Database and OS monitoring

Started by Edson Richterover 11 years ago6 messagesgeneral

edsonrichter@hotmail.com

over 11 years ago

Dear list,

I've been searching in web for guidelines on OS (Linux) and PostgreSQL
(9.3.5) active monitoring best practices.
Can someone share experiences?
I'm inclined to look at Cacti and Nagios. Any other experiences?
Recommended books?
I don't want to use SaaS for monitoring - I'll have a cloud server hired
specifically for this purpose, outside my main data center infrastructure.

Thanks in advance,

Edson

--
Sent via pgsql-general mailing list (pgsql-general@postgresql.org)
To make changes to your subscription:
http://www.postgresql.org/mailpref/pgsql-general

John R Pierce

pierce@hogranch.com

over 11 years ago

In reply to: Edson Richter (#1)

Re: Database and OS monitoring

On 12/13/2014 10:55 AM, Edson Carlos Ericksson Richter wrote:

I've been searching in web for guidelines on OS (Linux) and PostgreSQL
(9.3.5) active monitoring best practices.
Can someone share experiences?
I'm inclined to look at Cacti and Nagios. Any other experiences?
Recommended books?
I don't want to use SaaS for monitoring - I'll have a cloud server
hired specifically for this purpose, outside my main data center
infrastructure.

Munin is another good choice, its like a much better implementation of
Cacti. It also comes with quite a few postgres monitoring graphs
already setup, you just have to enable it to connect to your postgres
server.

--
john r pierce 37N 122W
somewhere on the middle of the left coast

--
Sent via pgsql-general mailing list (pgsql-general@postgresql.org)
To make changes to your subscription:
http://www.postgresql.org/mailpref/pgsql-general

Andy Colson

andy@squeakycode.net

over 11 years ago

In reply to: Edson Richter (#1)

Re: Database and OS monitoring

On 12/13/2014 12:55 PM, Edson Carlos Ericksson Richter wrote:

Dear list,

I've been searching in web for guidelines on OS (Linux) and PostgreSQL (9.3.5) active monitoring best practices.
Can someone share experiences?
I'm inclined to look at Cacti and Nagios. Any other experiences? Recommended books?
I don't want to use SaaS for monitoring - I'll have a cloud server hired specifically for this purpose, outside my main data center infrastructure.

Thanks in advance,

Edson

Stats are one thing, but errors are another.
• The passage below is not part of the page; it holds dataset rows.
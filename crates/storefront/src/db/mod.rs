//! Persistence for the storefront.
//!
//! # Database: `booktime`
//!
//! All tables live in the `storefront` schema:
//!
//! - `user` - Accounts, password hashes and staff roles
//! - `address` - Per-user address book
//! - `product`, `product_tag`, `product_tags`, `product_image` - Catalog
//! - `basket`, `basket_line` - Shopping baskets
//! - `orders`, `order_line` - Placed orders with address snapshots
//!
//! Sessions are stored by `tower-sessions-sqlx-store` in its own schema.
//!
//! # Stores
//!
//! Every handler and service talks to an `Arc<dyn Store>`. Two
//! implementations exist:
//!
//! - [`postgres::PgStore`] - production, one transaction per multi-row write
//! - [`memory::MemoryStore`] - in-process, used by tests and local demos
//!
//! # Migrations
//!
//! Migrations are stored in `crates/storefront/migrations/` and run via:
//! ```bash
//! cargo run -p booktime-cli -- migrate
//! ```

use std::time::Duration;

use async_trait::async_trait;
use chrono::{DateTime, Utc};
use secrecy::ExposeSecret;
use sqlx::PgPool;
use sqlx::postgres::PgPoolOptions;
use thiserror::Error;

use booktime_core::{
    AddressFields, AddressId, BasketId, BasketLineId, BasketStatus, Email, OrderId, OrderLineId,
    OrderLineStatus, OrderStatus, ProductId, Slug, TagId, UserId,
};

use crate::models::{
    Address, Basket, BasketItem, BasketLine, BasketSummary, DailyOrderCount, NewProduct, NewTag,
    NewUser, Order, OrderFilter, OrderLine, OrderLineFilter, OrderScope, OrderUpdate, Product,
    ProductImage, ProductSales, ProductUpdate, Tag, TagUpdate, User, UserCredentials, UserUpdate,
};

pub mod memory;
pub mod postgres;

pub use memory::MemoryStore;
pub use postgres::PgStore;

/// Embedded schema migrations.
pub static MIGRATOR: sqlx::migrate::Migrator = sqlx::migrate!("./migrations");

/// Errors from store operations.
#[derive(Debug, Error)]
pub enum RepositoryError {
    /// Database error from sqlx.
    #[error("database error: {0}")]
    Database(#[from] sqlx::Error),

    /// Data in the database is corrupted or violates an invariant.
    #[error("data corruption: {0}")]
    DataCorruption(String),

    /// Requested entity was not found.
    #[error("not found")]
    NotFound,

    /// Constraint violation or lost race (e.g., unique email, basket no longer open).
    #[error("constraint violation: {0}")]
    Conflict(String),

    /// The row is still referenced and may not be deleted.
    #[error("protected: {0}")]
    Protected(String),
}

/// Create a `PostgreSQL` connection pool with sensible defaults.
///
/// # Errors
///
/// Returns `sqlx::Error` if the connection cannot be established.
pub async fn create_pool(database_url: &secrecy::SecretString) -> Result<PgPool, sqlx::Error> {
    PgPoolOptions::new()
        .max_connections(10)
        .min_connections(2)
        .acquire_timeout(Duration::from_secs(10))
        .connect(database_url.expose_secret())
        .await
}

/// Products, tags and images.
#[async_trait]
pub trait CatalogStore: Send + Sync {
    /// Products ordered by name, optionally restricted to a tag and to active products.
    async fn list_products(
        &self,
        tag: Option<&Slug>,
        active_only: bool,
    ) -> Result<Vec<Product>, RepositoryError>;

    async fn get_product(&self, id: ProductId) -> Result<Option<Product>, RepositoryError>;

    async fn get_product_by_slug(&self, slug: &Slug) -> Result<Option<Product>, RepositoryError>;

    async fn create_product(&self, product: &NewProduct, slug: &Slug)
    -> Result<Product, RepositoryError>;

    async fn update_product(
        &self,
        id: ProductId,
        update: &ProductUpdate,
    ) -> Result<Product, RepositoryError>;

    /// Delete a product with its images and basket lines.
    ///
    /// Fails with [`RepositoryError::Protected`] while order lines reference it.
    async fn delete_product(&self, id: ProductId) -> Result<(), RepositoryError>;

    async fn list_tags(&self, active_only: bool) -> Result<Vec<Tag>, RepositoryError>;

    async fn get_tag(&self, id: TagId) -> Result<Option<Tag>, RepositoryError>;

    async fn create_tag(&self, tag: &NewTag, slug: &Slug) -> Result<Tag, RepositoryError>;

    async fn update_tag(&self, id: TagId, update: &TagUpdate) -> Result<Tag, RepositoryError>;

    async fn delete_tag(&self, id: TagId) -> Result<(), RepositoryError>;

    async fn list_product_images(
        &self,
        product: ProductId,
    ) -> Result<Vec<ProductImage>, RepositoryError>;

    async fn add_product_image(
        &self,
        product: ProductId,
        image: &str,
    ) -> Result<ProductImage, RepositoryError>;
}

/// Baskets and their lines.
#[async_trait]
pub trait BasketStore: Send + Sync {
    async fn get_basket(&self, id: BasketId) -> Result<Option<Basket>, RepositoryError>;

    async fn create_basket(&self, user: Option<UserId>) -> Result<Basket, RepositoryError>;

    /// Ids of every OPEN basket owned by `user`, lowest first.
    async fn open_baskets_for_user(&self, user: UserId) -> Result<Vec<BasketId>, RepositoryError>;

    async fn basket_lines(&self, basket: BasketId) -> Result<Vec<BasketLine>, RepositoryError>;

    /// Lines joined with product name and price, in line order.
    async fn basket_items(&self, basket: BasketId) -> Result<Vec<BasketItem>, RepositoryError>;

    /// Increment the oldest line for `product`, or create one with quantity 1.
    async fn add_product(
        &self,
        basket: BasketId,
        product: ProductId,
    ) -> Result<BasketLine, RepositoryError>;

    async fn set_line_quantity(
        &self,
        basket: BasketId,
        line: BasketLineId,
        quantity: i32,
    ) -> Result<BasketLine, RepositoryError>;

    async fn remove_line(&self, basket: BasketId, line: BasketLineId)
    -> Result<(), RepositoryError>;

    async fn assign_user(&self, basket: BasketId, user: UserId) -> Result<Basket, RepositoryError>;

    /// Re-parent every line of `from` onto `into`, then delete `from`. Atomic.
    async fn move_lines_and_delete(
        &self,
        from: BasketId,
        into: BasketId,
    ) -> Result<(), RepositoryError>;

    /// Back-office listing with per-basket item counts, newest first.
    async fn list_baskets(
        &self,
        status: Option<BasketStatus>,
    ) -> Result<Vec<BasketSummary>, RepositoryError>;
}

/// Orders and order lines.
#[async_trait]
pub trait OrderStore: Send + Sync {
    /// Convert an open basket owned by `user` into an order. Atomic.
    ///
    /// Writes the order with both address snapshots, one `New` order line per
    /// unit of every basket line, and flips the basket to `Submitted`. Fails
    /// with [`RepositoryError::Conflict`] and writes nothing if the basket is
    /// not open or not owned by `user`.
    async fn create_order(
        &self,
        basket: BasketId,
        user: UserId,
        billing: &AddressFields,
        shipping: &AddressFields,
    ) -> Result<Order, RepositoryError>;

    async fn get_order(&self, id: OrderId, scope: OrderScope)
    -> Result<Option<Order>, RepositoryError>;

    async fn list_orders(&self, filter: &OrderFilter) -> Result<Vec<Order>, RepositoryError>;

    async fn order_lines(&self, order: OrderId) -> Result<Vec<OrderLine>, RepositoryError>;

    async fn update_order(
        &self,
        id: OrderId,
        update: &OrderUpdate,
    ) -> Result<Order, RepositoryError>;

    async fn set_order_status(
        &self,
        id: OrderId,
        status: OrderStatus,
    ) -> Result<Order, RepositoryError>;

    async fn get_order_line(
        &self,
        id: OrderLineId,
        scope: OrderScope,
    ) -> Result<Option<OrderLine>, RepositoryError>;

    async fn list_order_lines(
        &self,
        filter: &OrderLineFilter,
    ) -> Result<Vec<OrderLine>, RepositoryError>;

    async fn set_order_line_status(
        &self,
        id: OrderLineId,
        status: OrderLineStatus,
    ) -> Result<OrderLine, RepositoryError>;
}

/// User accounts.
#[async_trait]
pub trait UserStore: Send + Sync {
    /// Fails with [`RepositoryError::Conflict`] if the email is taken.
    async fn create_user(&self, user: &NewUser) -> Result<User, RepositoryError>;

    async fn get_user(&self, id: UserId) -> Result<Option<User>, RepositoryError>;

    async fn get_credentials(
        &self,
        email: &Email,
    ) -> Result<Option<UserCredentials>, RepositoryError>;

    async fn list_users(&self) -> Result<Vec<User>, RepositoryError>;

    async fn update_user(&self, id: UserId, update: &UserUpdate) -> Result<User, RepositoryError>;
}

/// Address book. Every operation is scoped to the owning user.
#[async_trait]
pub trait AddressStore: Send + Sync {
    /// Addresses of `user`, or of everyone when `None`.
    async fn list_addresses(&self, user: Option<UserId>) -> Result<Vec<Address>, RepositoryError>;

    async fn get_address(
        &self,
        user: UserId,
        id: AddressId,
    ) -> Result<Option<Address>, RepositoryError>;

    async fn create_address(
        &self,
        user: UserId,
        fields: &AddressFields,
    ) -> Result<Address, RepositoryError>;

    async fn update_address(
        &self,
        user: UserId,
        id: AddressId,
        fields: &AddressFields,
    ) -> Result<Address, RepositoryError>;

    async fn delete_address(&self, user: UserId, id: AddressId) -> Result<(), RepositoryError>;
}

/// Aggregate queries for the back-office reports.
#[async_trait]
pub trait ReportStore: Send + Sync {
    /// Orders per calendar day (UTC) since `since`, oldest day first.
    async fn orders_per_day(
        &self,
        since: DateTime<Utc>,
    ) -> Result<Vec<DailyOrderCount>, RepositoryError>;

    /// Order lines since `since` grouped by product name, most bought first.
    async fn top_products(
        &self,
        since: DateTime<Utc>,
        limit: i64,
    ) -> Result<Vec<ProductSales>, RepositoryError>;
}

/// Everything the storefront needs from persistence.
#[async_trait]
pub trait Store:
    CatalogStore + BasketStore + OrderStore + UserStore + AddressStore + ReportStore
{
    /// Check that the backend is reachable.
    async fn ping(&self) -> Result<(), RepositoryError>;
}

/// Map an insert/update error: unique violations become
/// [`RepositoryError::Conflict`], dangling foreign keys [`RepositoryError::NotFound`].
pub(crate) fn map_write_error(err: sqlx::Error, what: &str) -> RepositoryError {
    if let sqlx::Error::Database(ref db_err) = err {
        if db_err.is_unique_violation() {
            return RepositoryError::Conflict(format!("{what} already exists"));
        }
        if db_err.is_foreign_key_violation() {
            return RepositoryError::NotFound;
        }
    }
    RepositoryError::Database(err)
}

/// Map a delete error: foreign-key violations become [`RepositoryError::Protected`].
pub(crate) fn map_delete_error(err: sqlx::Error, what: &str) -> RepositoryError {
    if let sqlx::Error::Database(ref db_err) = err
        && db_err.is_foreign_key_violation()
    {
        return RepositoryError::Protected(format!("{what} is referenced by existing orders"));
    }
    RepositoryError::Database(err)
}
I've found my best monitor is rsyslog and a perl script.

rsyslog.conf contains:

local0.* action(type="omprog"
binary="/usr/local/bin/logMonitor.pl"
template="RSYSLOG_TraditionalFileFormat")
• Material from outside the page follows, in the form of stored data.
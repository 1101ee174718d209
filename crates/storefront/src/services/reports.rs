//! Back-office reports over a trailing period.

use chrono::Utc;
use serde::Serialize;
use tracing::instrument;

use crate::db::{RepositoryError, Store};
use crate::models::{DailyOrderCount, ProductSales, ReportPeriod};

/// How many products the "most bought" report lists.
pub const TOP_PRODUCTS_LIMIT: i64 = 5;

/// A report together with the period it covers.
#[derive(Debug, Clone, Serialize)]
pub struct Report<T> {
    pub days: i64,
    pub rows: Vec<T>,
}

/// Orders placed per day over `period`.
///
/// # Errors
///
/// Returns `RepositoryError` if the query fails.
#[instrument(skip(store))]
pub async fn orders_per_day(
    store: &dyn Store,
    period: ReportPeriod,
) -> Result<Report<DailyOrderCount>, RepositoryError> {
    let rows = store.orders_per_day(period.since(Utc::now())).await?;
    Ok(Report {
        days: period.days(),
        rows,
    })
}

/// Most bought products over `period`, counting one per order line.
///
/// # Errors
///
/// Returns `RepositoryError` if the query fails.
#[instrument(skip(store))]
pub async fn top_products(
    store: &dyn Store,
    period: ReportPeriod,
) -> Result<Report<ProductSales>, RepositoryError> {
    let rows = store
        .top_products(period.since(Utc::now()), TOP_PRODUCTS_LIMIT)
        .await?;
    Ok(Report {
        days: period.days(),
        rows,
    })
}
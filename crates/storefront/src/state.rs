//! Application state shared across handlers.

use std::sync::Arc;

use crate::db::Store;
use crate::services::email::Mailer;

/// Application state shared across all handlers.
///
/// This struct is cheaply cloneable via `Arc` and provides access to
/// the store, the mailer and the customer-service address.
#[derive(Clone)]
pub struct AppState {
    inner: Arc<AppStateInner>,
}

struct AppStateInner {
    store: Arc<dyn Store>,
    mailer: Mailer,
    customer_service_address: String,
}

impl AppState {
    /// Create a new application state.
    #[must_use]
    pub fn new(store: Arc<dyn Store>, mailer: Mailer, customer_service_address: String) -> Self {
        Self {
            inner: Arc::new(AppStateInner {
                store,
                mailer,
                customer_service_address,
            }),
        }
    }

    /// The persistence backend.
    #[must_use]
    pub fn store(&self) -> &dyn Store {
        self.inner.store.as_ref()
    }

    #[must_use]
    pub fn mailer(&self) -> &Mailer {
        &self.inner.mailer
    }

    /// Recipient of contact-form messages.
    #[must_use]
    pub fn customer_service_address(&self) -> &str {
        &self.inner.customer_service_address
    }
}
the perl script is sort of like:

while (<>)
{
emailme() if (/error/);
}

-Andy

--
Sent via pgsql-general mailing list (pgsql-general@postgresql.org)
To make changes to your subscription:
http://www.postgresql.org/mailpref/pgsql-general

Vick Khera

vivek@khera.org

over 11 years ago

In reply to: Edson Richter (#1)

Re: Database and OS monitoring

On Sat, Dec 13, 2014 at 1:55 PM, Edson Carlos Ericksson Richter <
edsonrichter@hotmail.com> wrote:

I've been searching in web for guidelines on OS (Linux) and PostgreSQL
(9.3.5) active monitoring best practices.

Recent trends are more toward monitoring response latency by first
establishing a baseline level of activity and latency, then alerting when
those numbers get out of acceptable range.
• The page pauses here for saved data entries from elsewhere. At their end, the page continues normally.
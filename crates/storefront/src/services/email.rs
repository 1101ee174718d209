//! Outgoing email.
//!
//! Messages are built here as plain values (recipient, subject, body) and
//! handed to a [`Mailer`]. Delivery is fire-and-forget: the request that
//! triggered the email never waits for SMTP and never fails because of it.

#[cfg(any(test, feature = "test-support"))]
use std::sync::{Arc, Mutex};

use lettre::{
    AsyncSmtpTransport, AsyncTransport, Message, Tokio1Executor,
    message::header::ContentType,
    transport::smtp::{Error as SmtpError, authentication::Credentials},
};
use secrecy::ExposeSecret;
use thiserror::Error;

use crate::config::EmailConfig;

/// Longest accepted contact-form name.
pub const CONTACT_NAME_MAX: usize = 100;

/// Longest accepted contact-form message.
pub const CONTACT_MESSAGE_MAX: usize = 600;

/// Errors that can occur when sending email.
#[derive(Debug, Error)]
pub enum EmailError {
    /// SMTP transport error.
    #[error("SMTP error: {0}")]
    Smtp(#[from] SmtpError),

    /// Failed to build email message.
    #[error("Failed to build message: {0}")]
    MessageBuild(#[from] lettre::error::Error),

    /// Invalid email address.
    #[error("Invalid email address: {0}")]
    InvalidAddress(String),
}

/// A message ready to be delivered.
#[derive(Debug, Clone, PartialEq, Eq)]
pub struct OutgoingEmail {
    pub to: String,
    pub subject: String,
    pub body: String,
}

/// Greeting sent after signup.
#[must_use]
pub fn welcome_email(to: &str) -> OutgoingEmail {
    OutgoingEmail {
        to: to.to_owned(),
        subject: "Welcome to BookTime".to_owned(),
        body: "Welcome to BookTime! We're glad to have you with us.".to_owned(),
    }
}

/// Contact-form submission forwarded to customer service.
///
/// Returns `None` when the name or message is empty or too long.
#[must_use]
pub fn contact_email(customer_service: &str, name: &str, message: &str) -> Option<OutgoingEmail> {
    let name = name.trim();
    if name.is_empty()
        || message.trim().is_empty()
        || name.chars().count() > CONTACT_NAME_MAX
        || message.chars().count() > CONTACT_MESSAGE_MAX
    {
        return None;
    }

    Some(OutgoingEmail {
        to: customer_service.to_owned(),
        subject: "Site message".to_owned(),
        body: format!("From: {name}\n{message}"),
    })
}

/// Where outgoing email goes.
#[derive(Clone)]
pub enum Mailer {
    /// Deliver over SMTP.
    Smtp {
        transport: AsyncSmtpTransport<Tokio1Executor>,
        from_address: String,
    },
    /// Write the message to the log only.
    Log,
    /// Keep messages in memory so tests can inspect them.
    #[cfg(any(test, feature = "test-support"))]
    Outbox(Arc<Mutex<Vec<OutgoingEmail>>>),
}

impl std::fmt::Debug for Mailer {
    fn fmt(&self, f: &mut std::fmt::Formatter<'_>) -> std::fmt::Result {
        match self {
            Self::Smtp { from_address, .. } => f
                .debug_struct("Smtp")
                .field("from_address", from_address)
                .finish_non_exhaustive(),
            Self::Log => f.write_str("Log"),
            #[cfg(any(test, feature = "test-support"))]
            Self::Outbox(_) => f.write_str("Outbox"),
        }
    }
}

impl Mailer {
    /// Build the mailer for `config`: SMTP when a host is configured,
    /// otherwise log-only.
    ///
    /// # Errors
    ///
    /// Returns error if the SMTP relay cannot be set up.
    pub fn from_config(config: &EmailConfig) -> Result<Self, SmtpError> {
        let Some(smtp) = &config.smtp else {
            tracing::warn!("SMTP_HOST not set, outgoing email will only be logged");
            return Ok(Self::Log);
        };

        let credentials = Credentials::new(
            smtp.username.clone(),
            smtp.password.expose_secret().to_string(),
        );

        let transport = AsyncSmtpTransport::<Tokio1Executor>::starttls_relay(&smtp.host)?
            .port(smtp.port)
            .credentials(credentials)
            .build();

        Ok(Self::Smtp {
            transport,
            from_address: config.from_address.clone(),
        })
    }

    /// An in-memory mailer and a handle to its outbox.
    #[cfg(any(test, feature = "test-support"))]
    #[must_use]
    pub fn outbox() -> (Self, Arc<Mutex<Vec<OutgoingEmail>>>) {
        let outbox = Arc::new(Mutex::new(Vec::new()));
        (Self::Outbox(Arc::clone(&outbox)), outbox)
    }

    /// Queue `email` for delivery without waiting for it.
    ///
    /// SMTP failures are logged and otherwise ignored.
    pub fn send(&self, email: OutgoingEmail) {
        match self {
            Self::Smtp {
                transport,
                from_address,
            } => {
                let transport = transport.clone();
                let from_address = from_address.clone();
                tokio::spawn(async move {
                    if let Err(e) = deliver(&transport, &from_address, &email).await {
                        tracing::error!(to = %email.to, subject = %email.subject, error = %e, "Failed to send email");
                    }
                });
            }
            Self::Log => {
                tracing::info!(to = %email.to, subject = %email.subject, body = %email.body, "Email (not sent)");
            }
            #[cfg(any(test, feature = "test-support"))]
            Self::Outbox(outbox) => match outbox.lock() {
                Ok(mut sent) => sent.push(email),
                Err(_) => tracing::error!("Email outbox lock poisoned"),
            },
        }
    }
}

async fn deliver(
    transport: &AsyncSmtpTransport<Tokio1Executor>,
    from_address: &str,
    email: &OutgoingEmail,
) -> Result<(), EmailError> {
    let message = Message::builder()
        .from(
            from_address
                .parse()
                .map_err(|_| EmailError::InvalidAddress(from_address.to_string()))?,
        )
        .to(email
            .to
            .parse()
            .map_err(|_| EmailError::InvalidAddress(email.to.clone()))?)
        .subject(&email.subject)
        .header(ContentType::TEXT_PLAIN)
        .body(email.body.clone())?;

    transport.send(message).await?;

    tracing::info!(to = %email.to, subject = %email.subject, "Email sent successfully");
    Ok(())
}

#[cfg(test)]
#[allow(clippy::unwrap_used)]
mod tests {
    use super::*;

    #[test]
    fn test_contact_email_format() {
        let email = contact_email("cs@booktime.domain", "Ada", "Where is my book?").unwrap();
        assert_eq!(email.to, "cs@booktime.domain");
        assert_eq!(email.subject, "Site message");
        assert_eq!(email.body, "From: Ada\nWhere is my book?");
    }

    #[test]
    fn test_contact_email_limits() {
        let long_name = "n".repeat(CONTACT_NAME_MAX + 1);
        let long_message = "m".repeat(CONTACT_MESSAGE_MAX + 1);
        assert!(contact_email("cs@booktime.domain", &long_name, "hi").is_none());
        assert!(contact_email("cs@booktime.domain", "Ada", &long_message).is_none());
        assert!(contact_email("cs@booktime.domain", "  ", "hi").is_none());
        assert!(contact_email("cs@booktime.domain", "Ada", &"m".repeat(CONTACT_MESSAGE_MAX)).is_some());
    }

    #[test]
    fn test_outbox_records_sent_mail() {
        let (mailer, outbox) = Mailer::outbox();
        mailer.send(welcome_email("reader@booktime.domain"));

        let sent = outbox.lock().unwrap();
        assert_eq!(sent.len(), 1);
        assert_eq!(sent[0].subject, "Welcome to BookTime");
    }
}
There are some open source tools to collect and sort and report this way
(see Kibana and Grafana and their underlying data stores). I've not seen
alerting tools based on this that are non-commercial, though. Two services
I know of are Ruxit and Circonus.

Personally I still use Nagios to tell my staff when things are down or not
responding, but often that is too late to proactively fix things.

One thing that'd be really cool is to use the new binary JSON storage in
the upcoming Pg release to store the time series data for use with
Grafana... but then you'd have a chicken/egg problem with monitoring
itself. :)

Tim Smith

randomdev4+postgres@gmail.com

over 11 years ago

In reply to: Vick Khera (#4)

Re: Database and OS monitoring

Try http://brendangregg.com/

Lots of great tidbits there from a guy who really knows his performance
stuff (ex-Sun, now Netflix)

On Sunday, 14 December 2014, Vick Khera <vivek@khera.org> wrote:

Show quoted text

On Sat, Dec 13, 2014 at 1:55 PM, Edson Carlos Ericksson Richter <
edsonrichter@hotmail.com
<javascript:_e(%7B%7D,'cvml','edsonrichter@hotmail.com');>> wrote:

I've been searching in web for guidelines on OS (Linux) and PostgreSQL
(9.3.5) active monitoring best practices.

Recent trends are more toward monitoring response latency by first
establishing a baseline level of activity and latency, then alerting when
those numbers get out of acceptable range.

There are some open source tools to collect and sort and report this way
(see Kibana and Grafana and their underlying data stores). I've not seen
alerting tools based on this that are non-commercial, though. Two services
I know of are Ruxit and Circonus.

Personally I still use Nagios to tell my staff when things are down or not
responding, but often that is too late to proactively fix things.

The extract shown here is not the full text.